START Supplied records
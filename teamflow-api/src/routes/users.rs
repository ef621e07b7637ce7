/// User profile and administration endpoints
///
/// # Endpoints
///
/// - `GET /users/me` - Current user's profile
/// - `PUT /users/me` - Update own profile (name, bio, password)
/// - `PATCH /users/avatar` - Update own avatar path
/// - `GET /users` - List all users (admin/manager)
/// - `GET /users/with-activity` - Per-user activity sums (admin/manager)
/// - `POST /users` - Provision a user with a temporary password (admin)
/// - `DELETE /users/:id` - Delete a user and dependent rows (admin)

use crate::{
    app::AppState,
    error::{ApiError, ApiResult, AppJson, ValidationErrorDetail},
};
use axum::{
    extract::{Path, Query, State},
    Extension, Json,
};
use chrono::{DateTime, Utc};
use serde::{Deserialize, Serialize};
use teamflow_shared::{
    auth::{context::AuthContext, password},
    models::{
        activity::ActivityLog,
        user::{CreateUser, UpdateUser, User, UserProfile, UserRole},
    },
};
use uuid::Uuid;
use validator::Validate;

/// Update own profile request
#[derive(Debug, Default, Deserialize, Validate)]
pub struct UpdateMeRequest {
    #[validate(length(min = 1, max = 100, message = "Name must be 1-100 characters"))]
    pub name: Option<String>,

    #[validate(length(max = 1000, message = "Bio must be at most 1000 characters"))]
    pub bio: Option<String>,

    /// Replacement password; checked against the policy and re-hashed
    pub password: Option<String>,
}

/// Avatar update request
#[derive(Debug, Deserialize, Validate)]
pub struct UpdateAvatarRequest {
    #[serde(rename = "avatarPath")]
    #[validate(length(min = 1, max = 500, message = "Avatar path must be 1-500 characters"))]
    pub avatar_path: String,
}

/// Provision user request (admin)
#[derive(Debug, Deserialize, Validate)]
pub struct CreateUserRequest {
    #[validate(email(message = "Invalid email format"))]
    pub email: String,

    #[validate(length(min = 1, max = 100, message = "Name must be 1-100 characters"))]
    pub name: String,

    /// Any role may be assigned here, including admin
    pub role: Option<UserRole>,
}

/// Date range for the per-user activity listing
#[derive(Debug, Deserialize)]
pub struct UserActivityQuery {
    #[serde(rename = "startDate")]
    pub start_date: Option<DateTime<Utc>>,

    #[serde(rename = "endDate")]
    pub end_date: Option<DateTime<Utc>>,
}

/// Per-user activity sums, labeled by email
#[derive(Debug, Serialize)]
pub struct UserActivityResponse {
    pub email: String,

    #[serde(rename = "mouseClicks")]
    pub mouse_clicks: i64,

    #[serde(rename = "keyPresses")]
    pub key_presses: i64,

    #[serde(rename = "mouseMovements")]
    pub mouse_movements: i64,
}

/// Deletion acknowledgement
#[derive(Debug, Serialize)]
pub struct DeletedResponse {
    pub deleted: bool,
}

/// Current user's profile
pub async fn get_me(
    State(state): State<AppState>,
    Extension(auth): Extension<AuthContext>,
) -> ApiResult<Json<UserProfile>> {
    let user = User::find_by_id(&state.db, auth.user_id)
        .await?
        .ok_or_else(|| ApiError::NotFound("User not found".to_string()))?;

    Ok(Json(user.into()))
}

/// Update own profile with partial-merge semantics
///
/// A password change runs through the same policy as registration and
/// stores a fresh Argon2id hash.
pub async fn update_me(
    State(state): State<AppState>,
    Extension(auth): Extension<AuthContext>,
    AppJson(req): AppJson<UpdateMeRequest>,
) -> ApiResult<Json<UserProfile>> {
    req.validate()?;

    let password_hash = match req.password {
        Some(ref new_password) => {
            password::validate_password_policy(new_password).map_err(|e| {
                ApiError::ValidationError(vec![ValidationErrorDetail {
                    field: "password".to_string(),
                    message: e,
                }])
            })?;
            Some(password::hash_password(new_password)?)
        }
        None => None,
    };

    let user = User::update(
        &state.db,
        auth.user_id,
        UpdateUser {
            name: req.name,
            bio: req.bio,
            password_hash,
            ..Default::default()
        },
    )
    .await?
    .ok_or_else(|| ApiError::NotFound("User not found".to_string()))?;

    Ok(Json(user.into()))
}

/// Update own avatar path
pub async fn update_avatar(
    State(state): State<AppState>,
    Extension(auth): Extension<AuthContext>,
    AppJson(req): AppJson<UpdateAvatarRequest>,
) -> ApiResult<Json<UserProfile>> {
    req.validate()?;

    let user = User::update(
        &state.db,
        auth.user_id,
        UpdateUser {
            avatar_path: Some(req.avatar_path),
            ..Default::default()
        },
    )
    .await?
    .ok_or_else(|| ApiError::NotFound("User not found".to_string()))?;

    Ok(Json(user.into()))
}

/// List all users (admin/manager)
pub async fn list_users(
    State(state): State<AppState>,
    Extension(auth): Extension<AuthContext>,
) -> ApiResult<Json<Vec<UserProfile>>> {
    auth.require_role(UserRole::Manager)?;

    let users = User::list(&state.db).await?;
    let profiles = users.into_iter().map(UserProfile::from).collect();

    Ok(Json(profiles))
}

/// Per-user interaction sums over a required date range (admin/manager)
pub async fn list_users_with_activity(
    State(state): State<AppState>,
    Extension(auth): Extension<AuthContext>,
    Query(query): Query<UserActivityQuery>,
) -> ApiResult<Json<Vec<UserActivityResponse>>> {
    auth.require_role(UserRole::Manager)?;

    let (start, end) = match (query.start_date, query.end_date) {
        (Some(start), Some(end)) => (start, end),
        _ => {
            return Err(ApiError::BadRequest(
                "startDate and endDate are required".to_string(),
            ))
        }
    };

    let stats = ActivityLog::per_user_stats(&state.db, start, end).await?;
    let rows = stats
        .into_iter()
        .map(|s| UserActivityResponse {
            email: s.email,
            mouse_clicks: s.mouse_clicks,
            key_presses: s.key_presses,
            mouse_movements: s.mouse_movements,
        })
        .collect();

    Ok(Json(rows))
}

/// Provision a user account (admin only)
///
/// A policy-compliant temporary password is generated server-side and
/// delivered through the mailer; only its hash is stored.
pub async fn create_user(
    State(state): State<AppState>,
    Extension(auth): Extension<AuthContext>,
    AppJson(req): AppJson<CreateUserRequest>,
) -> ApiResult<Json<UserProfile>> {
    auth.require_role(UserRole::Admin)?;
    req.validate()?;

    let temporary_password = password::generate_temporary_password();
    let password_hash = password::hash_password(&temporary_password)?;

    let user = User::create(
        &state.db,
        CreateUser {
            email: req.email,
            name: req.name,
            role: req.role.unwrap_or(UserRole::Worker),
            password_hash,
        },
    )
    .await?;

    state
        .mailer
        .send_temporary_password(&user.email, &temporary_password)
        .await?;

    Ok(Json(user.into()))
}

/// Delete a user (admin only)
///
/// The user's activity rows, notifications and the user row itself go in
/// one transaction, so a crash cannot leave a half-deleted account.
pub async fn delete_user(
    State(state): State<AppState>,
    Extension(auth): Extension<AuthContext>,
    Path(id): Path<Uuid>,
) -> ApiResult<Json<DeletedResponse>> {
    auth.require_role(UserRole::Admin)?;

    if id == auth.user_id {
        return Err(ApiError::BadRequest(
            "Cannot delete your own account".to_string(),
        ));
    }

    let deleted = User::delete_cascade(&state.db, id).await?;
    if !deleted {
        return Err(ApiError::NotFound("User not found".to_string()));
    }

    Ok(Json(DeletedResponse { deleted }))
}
END Supplied records
§ What you should do: Copy out every line of the material above that mentions the word "struct".

§ Result for this exercise:
pub struct UpdateMeRequest {
pub struct UpdateAvatarRequest {
pub struct CreateUserRequest {
pub struct UserActivityQuery {
pub struct UserActivityResponse {
pub struct DeletedResponse {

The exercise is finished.